Se tourner vers les circonstances extérieures est toujours autorisé. Farnsworth écrit :
Le principe fondamental d'interprétation des contrats est que le tribunal est libre de se tourner vers toutes les circonstances concernées. Pour déterminer le sens à donner au langage, il ne devrait y avoir aucun point entourant la transaction... Puisque l'objectif de cette enquête est Farnsworth, supra, exigence que le langage soit ambigu, vague ou autre) « incertain avant que l'enquête ne soit entreprise .(255-256) Unprocessus similaire a été suivi dans la législation israélienne. Pendant la période du Mandat, nous avons absorbé les règles anglaises d'interprétation d'un texte juridique (loi, règlement, contrat, testament). Avec la création de l'État d'Israël, nous avons poursuivi cette tradition (voir : Haute Cour de justice 15/56 Sofer c. Ministre de l'Intérieur [37], p. 1221 ; Appel civil 161/59 Balan c. Bureau du procureur général du testament du défunt R. Litvinsky [38], p. 1916). Avec le temps, les lois ont également changé. Le sentiment grandissant s'installait que « le moment est venu d'enlever les épines de notre vignoble » (Le juge Silberg dansla Haute Cour de justice 163/57 Lubin c. Municipalité de Tel Aviv-Jaffa [39], p. 1065 ; voir aussi G. Tedeschi, Études sur le droit de notre pays (M. Newman, Ma Dora 2, 5719). Des règles d'interprétation israéliennes ont été développées, reflétant les concepts fondamentaux du droit israélien. En ce qui concerne l'interprétation de la législation, il me semble que l'approche dominante est qu'une loi est interprétée selon son objectif. L'interprète peut apprendre l'objectif de la législation auprès de toute source fiable :
« Toute question interprétative commence par la loi, mais ne s'y termine pas. L'esprit humain doit absorber toute information pertinente et lui accorder un poids selon sa crédibilité » (Jugement 47/83 de la Haute Cour de Justice [20], supra, p. 175).
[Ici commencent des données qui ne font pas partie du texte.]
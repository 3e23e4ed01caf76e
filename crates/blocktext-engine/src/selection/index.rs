//! Derived key-to-position index.
//!
//! Rebuilt whenever the document value changes and owned by the snapshot it
//! was built for; never ambient state and never a source of truth. Consumers
//! resolve through [`BlockIndexMap::resolve`], which re-validates against the
//! live value and falls back to a linear scan on a miss or a stale hit.

use std::collections::HashMap;

use crate::content::{Block, Key};

/// Position and document-order neighbors of one block.
#[derive(Debug, Clone, PartialEq)]
pub struct IndexEntry {
    pub index: usize,
    pub prev: Option<Key>,
    pub next: Option<Key>,
}

/// Per-snapshot map from block key to position and neighbor keys.
#[derive(Debug, Clone, Default, PartialEq)]
pub struct BlockIndexMap {
    order: Vec<Key>,
    entries: HashMap<Key, IndexEntry>,
}

impl BlockIndexMap {
    pub fn build(value: &[Block]) -> Self {
        let order: Vec<Key> = value.iter().map(|b| b.key().clone()).collect();
        let mut entries = HashMap::with_capacity(order.len());
        for (i, key) in order.iter().enumerate() {
            entries.insert(
                key.clone(),
                IndexEntry {
                    index: i,
                    prev: i.checked_sub(1).map(|p| order[p].clone()),
                    next: order.get(i + 1).cloned(),
                },
            );
        }
        BlockIndexMap { order, entries }
    }

    pub fn len(&self) -> usize {
        self.order.len()
    }

    pub fn is_empty(&self) -> bool {
        self.order.is_empty()
    }

    pub fn entry(&self, key: &Key) -> Option<&IndexEntry> {
        self.entries.get(key)
    }

    pub fn index_of(&self, key: &Key) -> Option<usize> {
        self.entries.get(key).map(|e| e.index)
    }

    pub fn key_at(&self, index: usize) -> Option<&Key> {
        self.order.get(index)
    }

    /// Resolve a key to its block in `value`, trusting the index only as a
    /// fast path. A miss or a mismatch against the live value falls back to
    /// scanning `value` itself.
    pub fn resolve<'a>(&self, value: &'a [Block], key: &Key) -> Option<(usize, &'a Block)> {
        if let Some(i) = self.index_of(key)
            && let Some(block) = value.get(i)
            && block.key() == key
        {
            return Some((i, block));
        }
        value
            .iter()
            .position(|b| b.key() == key)
            .map(|i| (i, &value[i]))
    }
}
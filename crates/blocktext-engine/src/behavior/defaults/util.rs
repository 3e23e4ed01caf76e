//! Caret and span arithmetic shared by the default behaviors.
//!
//! The document only mutates after a cascade resolves, so a behavior acting
//! over an expanded selection cannot emit a delete and then address the
//! collapsed result: no snapshot of that intermediate state exists. Instead
//! [`resolve_text_caret`] computes, from the one snapshot, the state the
//! start block will be in once the covered range is gone, and behaviors
//! build their mutations against that.

use crate::content::{Child, Key, MarkDef, Span, TextBlock, split_text};
use crate::event::Mutation;
use crate::selection::{Point, Selection, point_to_keyed};
use crate::selectors::selected_spans;
use crate::snapshot::Snapshot;

/// A caret resolved against the post-collapse state of the document.
pub(super) struct TextCaret {
    /// The start block with the selection's covered range merged out. For a
    /// collapsed selection this is the focus block verbatim.
    pub block: TextBlock,
    /// Blocks the selection consumes entirely (middle and end blocks of a
    /// cross-block range).
    pub doomed: Vec<Key>,
    /// Caret child index within `block.children`.
    pub child: usize,
    /// Char offset within the caret child. Over an inline object child,
    /// `0` means before it and `1` after it.
    pub offset: usize,
    pub collapsed: bool,
}

pub(super) fn resolve_text_caret(snap: &Snapshot) -> Option<TextCaret> {
    let sel = snap.indexed_selection()?.normalized();
    let sb = sel.anchor.path.block_index()?;
    let mut block = snap.blocks().get(sb)?.as_text()?.clone();

    if sel.is_collapsed() {
        let child = sel.anchor.path.child_index().unwrap_or(0);
        return Some(TextCaret {
            child: child.min(block.children.len()),
            offset: sel.anchor.offset,
            block,
            doomed: Vec::new(),
            collapsed: true,
        });
    }

    let eb = sel.focus.path.block_index()?;
    let sc = sel.anchor.path.child_index().unwrap_or(0);
    let so = sel.anchor.offset;
    let ec = sel.focus.path.child_index();
    let eo = sel.focus.offset;

    let doomed: Vec<Key> = snap.blocks()[sb + 1..=eb]
        .iter()
        .map(|b| b.key().clone())
        .collect();

    let mut merged: Vec<Child> = block.children[..sc.min(block.children.len())].to_vec();
    let caret_child = merged.len();
    let mut caret_offset = 0;

    if sb == eb && ec == Some(sc) {
        // Range within a single child.
        match block.children.get(sc) {
            Some(Child::Span(s)) => {
                let (head, _) = split_text(&s.text, so);
                let (_, tail) = split_text(&s.text, eo);
                merged.push(Child::Span(Span {
                    key: s.key.clone(),
                    text: format!("{head}{tail}"),
                    marks: s.marks.clone(),
                }));
                caret_offset = so;
            }
            // A covered inline object is simply gone.
            Some(Child::InlineObject(_)) | None => {}
        }
        merged.extend(block.children.get(sc + 1..).unwrap_or_default().iter().cloned());
        let defs = pruned_defs(&[&block.mark_defs], &merged);
        block.children = merged;
        block.mark_defs = defs;
        return Some(TextCaret {
            block,
            doomed,
            child: caret_child,
            offset: caret_offset,
            collapsed: false,
        });
    }

    // Surviving piece of the start boundary child. Truncated boundary spans
    // are retained even when emptied so the caret has a landing site.
    match block.children.get(sc) {
        Some(Child::Span(s)) => {
            let (head, _) = split_text(&s.text, so);
            merged.push(Child::Span(Span {
                key: s.key.clone(),
                text: head,
                marks: s.marks.clone(),
            }));
            caret_offset = so;
        }
        Some(obj @ Child::InlineObject(_)) if so >= 1 => {
            merged.push(obj.clone());
            caret_offset = 1;
        }
        _ => {}
    }

    // Surviving tail, from this block or the end block of the range.
    let (tail_children, tail_defs): (Vec<Child>, &[MarkDef]) = if sb == eb {
        (tail_of(&block.children, ec, eo), &[])
    } else {
        match snap.blocks().get(eb).and_then(|b| b.as_text()) {
            Some(end) => (tail_of(&end.children, ec, eo), end.mark_defs.as_slice()),
            // Object end block: already in `doomed`, nothing survives.
            None => (Vec::new(), &[]),
        }
    };
    merged.extend(tail_children);

    let defs = pruned_defs(&[&block.mark_defs, tail_defs], &merged);
    block.children = merged;
    block.mark_defs = defs;
    Some(TextCaret {
        block,
        doomed,
        child: caret_child,
        offset: caret_offset,
        collapsed: false,
    })
}

/// Children of an end block surviving after its boundary point. An end
/// point without a child path consumes the whole block.
fn tail_of(children: &[Child], ec: Option<usize>, eo: usize) -> Vec<Child> {
    let Some(ec) = ec else {
        return Vec::new();
    };
    let mut out = Vec::new();
    match children.get(ec) {
        Some(Child::Span(s)) => {
            let (_, tail) = split_text(&s.text, eo);
            out.push(Child::Span(Span {
                key: s.key.clone(),
                text: tail,
                marks: s.marks.clone(),
            }));
        }
        Some(obj @ Child::InlineObject(_)) if eo == 0 => out.push(obj.clone()),
        _ => {}
    }
    out.extend(children.get(ec + 1..).unwrap_or_default().iter().cloned());
    out
}

/// Whether `children` carry no content at all.
pub(super) fn is_blank(children: &[Child]) -> bool {
    children.iter().all(Child::is_empty)
}

/// Mark defs from `pools` (in order, first occurrence of a key wins) that
/// are still referenced by a span in `children`.
pub(super) fn pruned_defs(pools: &[&[MarkDef]], children: &[Child]) -> Vec<MarkDef> {
    let mut out: Vec<&MarkDef> = Vec::new();
    for def in pools.iter().copied().flatten() {
        let referenced = children
            .iter()
            .filter_map(Child::as_span)
            .any(|s| s.has_mark(def.key.as_str()));
        if referenced && !out.iter().any(|d| d.key == def.key) {
            out.push(def);
        }
    }
    out.into_iter().cloned().collect()
}

/// Split `children` at a caret. A span under the caret is divided; the
/// piece after the caret gets a fresh key, since the piece keeping the
/// original key is the one the selection may still reference.
pub(super) fn split_children(children: &[Child], child: usize, offset: usize) -> (Vec<Child>, Vec<Child>) {
    let mut head: Vec<Child> = children[..child.min(children.len())].to_vec();
    let mut tail: Vec<Child> = Vec::new();
    if let Some(c) = children.get(child) {
        match c {
            Child::Span(s) => {
                if offset == 0 {
                    tail.push(c.clone());
                } else if offset >= s.len() {
                    head.push(c.clone());
                } else {
                    let (before, after) = split_text(&s.text, offset);
                    head.push(Child::Span(Span {
                        key: s.key.clone(),
                        text: before,
                        marks: s.marks.clone(),
                    }));
                    tail.push(Child::Span(Span {
                        key: Key::random(),
                        text: after,
                        marks: s.marks.clone(),
                    }));
                }
            }
            Child::InlineObject(_) => {
                if offset == 0 {
                    tail.push(c.clone());
                } else {
                    head.push(c.clone());
                }
            }
        }
        tail.extend(children.get(child + 1..).unwrap_or_default().iter().cloned());
    }
    (head, tail)
}

/// Insert `insert` at the caret, splitting the caret child if needed.
pub(super) fn splice_children(
    children: &[Child],
    child: usize,
    offset: usize,
    insert: Vec<Child>,
) -> Vec<Child> {
    let (mut head, tail) = split_children(children, child, offset);
    head.extend(insert);
    head.extend(tail);
    head
}

/// Collapsed keyed caret at the end of `child` in the given block.
pub(super) fn caret_after(block_key: &Key, child: &Child) -> Selection {
    Selection::collapsed(Point::keyed(
        block_key.clone(),
        Some(child.key().clone()),
        child.len(),
    ))
}

/// Collapsed keyed caret at the start of `child` in the given block.
pub(super) fn caret_before(block_key: &Key, child: &Child) -> Selection {
    Selection::collapsed(Point::keyed(block_key.clone(), Some(child.key().clone()), 0))
}

/// Keyed selection landing at the start or end edge of a whole block.
pub(super) fn block_edge_selection(block: &crate::content::Block, end: bool) -> Mutation {
    match block.as_text() {
        Some(text) => {
            let child = if end {
                text.children.last()
            } else {
                text.children.first()
            };
            let selection = match child {
                Some(c) if end => caret_after(&text.key, c),
                Some(c) => caret_before(&text.key, c),
                None => Selection::collapsed(Point::keyed(text.key.clone(), None, 0)),
            };
            Mutation::Select {
                selection: Some(selection),
            }
        }
        None => Mutation::SelectBlock {
            key: block.key().clone(),
        },
    }
}

/// Per-block mark rewrite requested by an annotation or decorator behavior.
pub(super) struct MarkEdit {
    pub add: Vec<String>,
    pub remove: Vec<String>,
    pub new_defs: Vec<MarkDef>,
}

impl MarkEdit {
    pub fn add(mark: impl Into<String>) -> Self {
        MarkEdit {
            add: vec![mark.into()],
            remove: Vec::new(),
            new_defs: Vec::new(),
        }
    }

    pub fn remove(marks: Vec<String>) -> Self {
        MarkEdit {
            add: Vec::new(),
            remove: marks,
            new_defs: Vec::new(),
        }
    }
}

/// Rewrite the spans covered by the current expanded selection, splitting
/// boundary spans so the edit applies only to the covered text. Returns the
/// block mutations plus the keyed selection covering the same text after
/// the rewrite.
pub(super) fn rewrite_selection_marks(
    snap: &Snapshot,
    per_block: impl Fn(&TextBlock) -> Option<MarkEdit>,
) -> Option<(Vec<Mutation>, Selection)> {
    let sel = snap.indexed_selection()?.normalized();
    if sel.is_collapsed() {
        return None;
    }
    let spans = selected_spans(snap);
    let (first_ref, last_ref) = (*spans.first()?, *spans.last()?);
    let sb = sel.anchor.path.block_index()?;
    let eb = sel.focus.path.block_index()?;
    let sc = sel.anchor.path.child_index();
    let ec = sel.focus.path.child_index();

    let mut muts = Vec::new();
    let mut sel_start: Option<Point> = None;
    let mut sel_end: Option<Point> = None;

    let mut i = 0;
    while i < spans.len() {
        let bi = spans[i].block_index;
        let group_start = i;
        while i < spans.len() && spans[i].block_index == bi {
            i += 1;
        }
        let Some(block) = snap.blocks().get(bi).and_then(|b| b.as_text()) else {
            continue;
        };
        let Some(edit) = per_block(block) else {
            continue;
        };

        let mut children = block.children.clone();
        // Rewrite back to front so earlier child indices stay valid.
        for r in spans[group_start..i].iter().rev() {
            let span = r.span;
            let start_off = if bi == sb && Some(r.child_index) == sc {
                sel.anchor.offset.min(span.len())
            } else {
                0
            };
            let end_off = if bi == eb && Some(r.child_index) == ec {
                sel.focus.offset.min(span.len())
            } else {
                span.len()
            };

            let whole = start_off == 0 && end_off >= span.len();
            let mid_key = if whole { span.key.clone() } else { Key::random() };
            let mut marks = span.marks.clone();
            for m in &edit.add {
                if !marks.contains(m) {
                    marks.push(m.clone());
                }
            }
            marks.retain(|m| !edit.remove.contains(m));

            let (before, rest) = split_text(&span.text, start_off);
            let (covered, after) = split_text(&rest, end_off - start_off);
            let covered_len = covered.chars().count();

            let mut pieces: Vec<Child> = Vec::new();
            if start_off > 0 {
                pieces.push(Child::Span(Span {
                    key: span.key.clone(),
                    text: before,
                    marks: span.marks.clone(),
                }));
            }
            pieces.push(Child::Span(Span {
                key: mid_key.clone(),
                text: covered,
                marks,
            }));
            if end_off < span.len() {
                pieces.push(Child::Span(Span {
                    key: Key::random(),
                    text: after,
                    marks: span.marks.clone(),
                }));
            }
            children.splice(r.child_index..=r.child_index, pieces);

            if r.block_index == first_ref.block_index && r.child_index == first_ref.child_index {
                sel_start = Some(Point::keyed(block.key.clone(), Some(mid_key.clone()), 0));
            }
            if r.block_index == last_ref.block_index && r.child_index == last_ref.child_index {
                sel_end = Some(Point::keyed(block.key.clone(), Some(mid_key), covered_len));
            }
        }

        let mut pool: Vec<MarkDef> = block.mark_defs.clone();
        pool.extend(edit.new_defs);
        let defs = pruned_defs(&[&pool], &children);
        muts.push(Mutation::BlockSet {
            key: block.key.clone(),
            patch: crate::event::BlockPatch {
                children: Some(children),
                mark_defs: Some(defs),
                ..Default::default()
            },
        });
    }

    if muts.is_empty() {
        return None;
    }
    let start = match sel_start {
        Some(p) => p,
        None => point_to_keyed(snap.blocks(), &sel.anchor)?,
    };
    let end = match sel_end {
        Some(p) => p,
        None => point_to_keyed(snap.blocks(), &sel.focus)?,
    };
    Some((muts, Selection::new(start, end)))
}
Une tendance similaire devrait s'appliquer à l'interprétation du contrat. Un contrat est interprété selon les intentions des parties. « Les intentions des parties peuvent être apprises de toute source fiable » (L'affaire Ata [1], p . 304). Nous ne devons pas ramener les cercles d'interprétation à ceux qui étaient acceptés en Angleterre au XIXe siècle.